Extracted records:
........

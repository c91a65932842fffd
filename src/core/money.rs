//! Invoice arithmetic
//!
//! Plain `f64` currency math, rounded only when formatted for display.
//! Negative quantities, prices and rates are passed through untouched.

use crate::core::invoice::LineItem;
use serde::{Deserialize, Serialize};

/// `quantity × unit_price`
pub fn line_total(item: &LineItem) -> f64 {
    item.quantity * item.unit_price
}

/// Sum of all line totals
pub fn subtotal(items: &[LineItem]) -> f64 {
    items.iter().map(line_total).sum()
}

/// `subtotal × rate / 100`
pub fn tax(subtotal: f64, tax_rate_percent: f64) -> f64 {
    subtotal * tax_rate_percent / 100.0
}

/// `subtotal × rate / 100`
pub fn discount(subtotal: f64, discount_rate_percent: f64) -> f64 {
    subtotal * discount_rate_percent / 100.0
}

/// `subtotal + tax − discount`
pub fn total(subtotal: f64, tax: f64, discount: f64) -> f64 {
    subtotal + tax - discount
}

/// The computed money fields of an invoice
#[derive(Debug, Clone, Copy, PartialEq, Serialize, Deserialize)]
pub struct InvoiceTotals {
    pub subtotal: f64,
    pub tax_amount: f64,
    /// Only present when a discount rate was given
    #[serde(skip_serializing_if = "Option::is_none")]
    pub discount_amount: Option<f64>,
    pub total_amount: f64,
}

impl InvoiceTotals {
    pub fn compute(items: &[LineItem], tax_rate: f64, discount_rate: Option<f64>) -> Self {
        let subtotal = subtotal(items);
        let tax_amount = tax(subtotal, tax_rate);
        let discount_amount = discount_rate.map(|rate| discount(subtotal, rate));
        let total_amount = total(subtotal, tax_amount, discount_amount.unwrap_or(0.0));

        Self {
            subtotal,
            tax_amount,
            discount_amount,
            total_amount,
        }
    }
}

/// Render an amount as dollars with exactly two decimals (`$1234.50`)
pub fn format_currency(amount: f64) -> String {
    if amount < 0.0 {
        format!("-${:.2}", -amount)
    } else {
        format!("${:.2}", amount)
    }
}
//! `o4 seed-from`: fill the workspace from a local seed directory.
//!
//! For each incoming record, copy (or move) the seed's file into place when
//! its content already matches what Perforce would send — by the seed's own
//! fstat file when one is supplied, by checksumming otherwise. Records that
//! could not be satisfied locally pass through to the next stage, which
//! fetches them from the server.

use std::collections::HashMap;
use std::fs;
use std::io::{BufRead, Write};
use std::path::{Path, PathBuf};

use anyhow::{Context as _, Result};
use o4_fstat::cache;
use o4_fstat::record::{Line, PassKind, decode_line, passthrough};
use tracing::debug;

#[derive(Clone, Debug)]
pub struct SeedOptions {
    pub dir: PathBuf,
    /// The seed's own fstat cache file, when trustworthy (no files open for
    /// edit under the seed).
    pub fstat: Option<PathBuf>,
    /// Move files out of the seed instead of copying.
    pub move_files: bool,
}

pub fn run(opts: &SeedOptions, input: &mut dyn BufRead, out: &mut dyn Write) -> Result<()> {
    let seed_checksums: Option<HashMap<String, String>> = match &opts.fstat {
        Some(path) => {
            let mut map = HashMap::new();
            for record in cache::read_records(path)? {
                let record = record?;
                map.insert(record.path.clone(), record.checksum);
            }
            Some(map)
        }
        None => None,
    };
    let target = std::env::current_dir()?;

    for line in input.lines() {
        let line = line?;
        let record = match decode_line(&line)? {
            Line::Blank => continue,
            Line::Passthrough(raw) => {
                writeln!(out, "{raw}")?;
                continue;
            }
            Line::Record(record) => record,
        };
        if record.is_delete() {
            writeln!(out, "{}", record.encode())?;
            continue;
        }

        let src = opts.dir.join(&record.path);
        let dest = target.join(&record.path);
        if dest.symlink_metadata().is_ok() {
            fs::remove_file(&dest)
                .with_context(|| format!("clearing {}", dest.display()))?;
        }

        // Symlinks are re-created unconditionally; everything else must
        // agree on content first.
        let matches = record.is_symlink()
            || match &seed_checksums {
                Some(map) => map.get(&record.path) == Some(&record.checksum),
                None => {
                    o4_pyforce::checksum(&src, &record.size)?.as_deref()
                        == Some(record.checksum.as_str())
                }
            };
        if !matches {
            writeln!(out, "{}", record.encode())?;
            continue;
        }
        if let Err(e) = transfer(&src, &dest, opts.move_files) {
            writeln!(
                out,
                "{}",
                passthrough(
                    PassKind::Warn,
                    &format!("seed transfer of {} failed: {e}", src.display()),
                )
            )?;
            // Let the server provide it instead.
            writeln!(out, "{}", record.encode())?;
        } else {
            debug!(path = %record.path, "seeded");
        }
    }
    Ok(())
}

fn transfer(src: &Path, dest: &Path, move_files: bool) -> std::io::Result<()> {
    if let Some(parent) = dest.parent() {
        fs::create_dir_all(parent)?;
    }
    // Cross-device seeds fall through from rename to copy-and-remove.
    if move_files && fs::rename(src, dest).is_ok() {
        return Ok(());
    }
    let meta = src.symlink_metadata()?;
    if meta.file_type().is_symlink() {
        std::os::unix::fs::symlink(fs::read_link(src)?, dest)?;
    } else {
        fs::copy(src, dest)?;
    }
    if move_files {
        fs::remove_file(src)?;
    }
    Ok(())
}
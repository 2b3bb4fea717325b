//! The fstat source command against the fake p4: cache creation, cache
//! hits, incremental ranges, and report interpolation.

mod common;

use common::{ABC_MD5, DEPOT, TestEnv, XYZ_MD5, assert_success};

fn arm_fstat_full(env: &mut TestEnv) {
    let a = [
        ("code", "stat"),
        ("depotFile", "//depot/app/A.txt"),
        ("headChange", "10"),
        ("headRev", "1"),
        ("headAction", "add"),
        ("headType", "text"),
        ("fileSize", "3"),
        ("digest", ABC_MD5),
    ];
    let b = [
        ("code", "stat"),
        ("depotFile", "//depot/app/B.txt"),
        ("headChange", "20"),
        ("headRev", "2"),
        ("headAction", "add"),
        ("headType", "text"),
        ("fileSize", "3"),
        ("digest", XYZ_MD5),
    ];
    env.shim.marshal_arm("fstat", "fstat-full", &[&a, &b]);
    env.shim.install();
}

#[test]
fn quiet_fstat_builds_the_cache_and_later_runs_skip_p4() {
    let mut env = TestEnv::new();
    arm_fstat_full(&mut env);

    let out = env
        .o4_at_head(&["fstat", "-q", ".@20"], 20)
        .output()
        .expect("o4 fstat -q");
    assert_success(&out, "o4 fstat -q");
    assert!(env.target.join(".o4/20.fstat.gz").exists());
    assert_eq!(
        env.shim.log().iter().filter(|l| l.contains(" fstat ")).count(),
        1
    );

    // Same changelist again: the cache satisfies it without Perforce.
    env.shim.clear_log();
    let out = env
        .o4_at_head(&["fstat", ".@20"], 20)
        .output()
        .expect("o4 fstat");
    assert_success(&out, "o4 fstat from cache");
    let stdout = String::from_utf8_lossy(&out.stdout);
    let lines: Vec<&str> = stdout.lines().collect();
    assert_eq!(
        lines,
        vec![
            format!("20,B.txt,2,3,{XYZ_MD5}").as_str(),
            format!("10,A.txt,1,3,{ABC_MD5}").as_str(),
        ],
        "records stream newest first"
    );
    assert!(
        !env.shim.log().iter().any(|l| l.contains(" fstat ")),
        "cache hit must not touch p4: {:?}",
        env.shim.log()
    );
}

#[test]
fn incremental_fstat_merges_the_delta_onto_the_cache() {
    let mut env = TestEnv::new();
    arm_fstat_full(&mut env);
    assert_success(
        &env.o4_at_head(&["fstat", "-q", ".@20"], 20)
            .output()
            .expect("seed cache"),
        "seed cache",
    );

    // At 21 the server deletes A.
    let deleted = [
        ("code", "stat"),
        ("depotFile", "//depot/app/A.txt"),
        ("headChange", "21"),
        ("headRev", "2"),
        ("headAction", "delete"),
        ("headType", "text"),
    ];
    env.shim.marshal_arm("@20,@21", "fstat-delta", &[&deleted]);
    // Range arms must win over the generic fstat arm.
    env.shim.promote_last();
    env.shim.install();

    let out = env
        .o4_at_head(&["fstat", ".@21", "--changed", "20"], 21)
        .output()
        .expect("o4 fstat --changed");
    assert_success(&out, "o4 fstat --changed");
    let stdout = String::from_utf8_lossy(&out.stdout);
    assert_eq!(stdout.trim(), "21,A.txt,2,0,", "only the delta streams");

    // The merged cache lands at 21 with one record per path.
    let cache = env.target.join(".o4/21.fstat.gz");
    assert!(cache.exists());
    let records: Vec<_> = o4_fstat::cache::read_records(&cache)
        .expect("read cache")
        .collect::<Result<_, _>>()
        .expect("decode cache");
    let paths: Vec<&str> = records.iter().map(|r| r.path.as_str()).collect();
    assert_eq!(paths, vec!["A.txt", "B.txt"]);
    assert!(records[0].is_delete());
}

#[test]
fn report_interpolates_the_actual_changelist() {
    let mut env = TestEnv::new();
    arm_fstat_full(&mut env);
    let out = env
        .o4_at_head(
            &["fstat", "-q", ".@25", "--report", "actual_cl={actual_cl}"],
            25,
        )
        .output()
        .expect("o4 fstat --report");
    assert_success(&out, "o4 fstat --report");
    // Nothing changed at 25 itself; the cache tops out at 20.
    assert!(
        String::from_utf8_lossy(&out.stdout).contains("actual_cl=20"),
        "stdout: {}",
        String::from_utf8_lossy(&out.stdout)
    );
}

#[test]
fn head_resolves_and_caches() {
    let mut env = TestEnv::new();
    env.shim.marshal_arm(
        "changes -s submitted -m1",
        "changes",
        &[&[("code", "stat"), ("change", "33"), ("path", "//depot/app/...")]],
    );
    env.shim.install();

    let out = env.o4(&["head", DEPOT]).output().expect("o4 head");
    assert_success(&out, "o4 head");
    let marker = std::fs::read_to_string(env.target.join(".o4/head")).expect("head marker");
    assert_eq!(marker.trim(), "33");
}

........

Filter the records above for "quantity" and copy every matching line.

/// `quantity × unit_price`
    item.quantity * item.unit_price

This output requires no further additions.